Sensory NCV tests are also often used to diagnose and evaluate nerve damage or disorders  peripheral neuropathy, carpal tunnel syndrome, and Guillain-Barre syndrome. It is commonly used in combination with motor NCV test to have a complete picture of the nerve conduction.

Principles of nerve conduction study:

The principles of a nerve conduction study (NCS) involve measuring the electrical activity of a nerve as it conducts an impulse. The test uses small electrodes placed on the skin over the nerve being studied, and a mild electrical current is applied to the nerve. The electrical activity of the nerve is then measured and recorded, which provides information about the health and function of the nerve.

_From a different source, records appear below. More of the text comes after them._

//! The socket write half behind a session.

use async_trait::async_trait;
use thiserror::Error;

/// A socket write failed; the session is done.
#[derive(Debug, Clone, Error)]
#[error("sink write failed: {0}")]
pub struct SinkError(pub String);

/// The outbound half of a session's transport.
///
/// Implementations are not required to be reentrant: the write serializer
/// guarantees at most one in-flight `send_text` per session.
#[async_trait]
pub trait SessionSink: Send + Sync {
    /// Write one text frame.
    ///
    /// # Errors
    ///
    /// Returns a [`SinkError`] when the transport is gone; the caller
    /// closes the session.
    async fn send_text(&self, frame: String) -> Result<(), SinkError>;
}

The main principles of NCS are:

  1. Excitability: This principle refers to the ability of a nerve to respond to a stimulus. In NCS, the nerve’s excitability is measured by the amplitude of the electrical response.
  2. Conduction velocity: This principle refers to the speed at which an impulse travels through a nerve. In NCS, the nerve’s conduction velocity is measured by the time it takes for the impulse to travel from one electrode to another.
  3. Latency: This principle refers to the time it takes for a nerve to respond to a stimulus. In NCS, the nerve’s latency is measured by the time between the application of the electrical stimulus and the onset of the electrical response.
  4. Distance: The distance of the nerve is a important parameter in NCS, the long the distance of the nerve, the longer the latency will be.

By measuring these parameters, NCS can provide valuable information about the health and function of a nerve, and can be used to diagnose and evaluate nerve damage or disorders.

Variables/factors affecting NCV study:

Nerve conduction velocity (NCV) is the speed at which electrical impulses travel through a nerve. The main physiological variables that affect NCV include:

  1. Axon diameter: Larger axons have a faster NCV compared to smaller axons.
  2. Myelination: Myelinated nerves have a faster NCV than unmyelinated nerves.
  3. Temperature: Increased temperature can lead to faster NCV, while decreased temperature can slow it down.
  4. Nerve fiber type: Different types of nerve fibers (e.g. A-beta, A-delta, and C fibers) have different NCV.
  5. Age: NCV tends to decrease with age.
  6. Sex: NCV may vary between males and females.
  7. Disease or injury: Certain diseases or injuries (e.g. diabetes, peripheral neuropathy) can affect NCV.
  8. Drugs and toxins: Some drugs and toxins can alter NCV.
  9. Hormonal status: Hormonal status can affect NCV.
  10. Metabolic state: metabolic state can affect NCV.

In addition to the physiological variables that affect nerve conduction velocity (NCV), there are also technical variables that can impact the measurement of NCV. These include:

  1. Stimulus intensity: The strength of the electrical stimulus used to elicit a nerve response can affect the measured NCV.
  2. Distance between electrodes: The distance between the stimulating and recording electrodes can affect the measured NCV.
  3. Electrode size: The size of the electrodes used to stimulate and record the nerve response can affect the measured NCV.
  4. Electrode placement: The location of the electrodes on the skin can affect the measured NCV.
  5. Filtering settings: The settings used to filter the electrical signals can affect the measured NCV.
  6. Amplitude and duration of the stimulus: The amplitude and duration of the stimulus can affect the measured NCV.
  7. Temperature and humidity of the environment: Temperature and humidity of the environment can affect the measured NCV.
  8. The quality of the equipment: The quality of the equipment used to measure NCV can affect the accuracy of the measurement.
  9. The technique used: The technique used to measure the NCV such as motor or sensory can affect the measurement.
  10. The measurement protocol: The specific protocol used to measure the NCV can affect the measurement.

It is important to control for these technical variables and use appropriate techniques to ensure accurate and reliable measurement of NCV.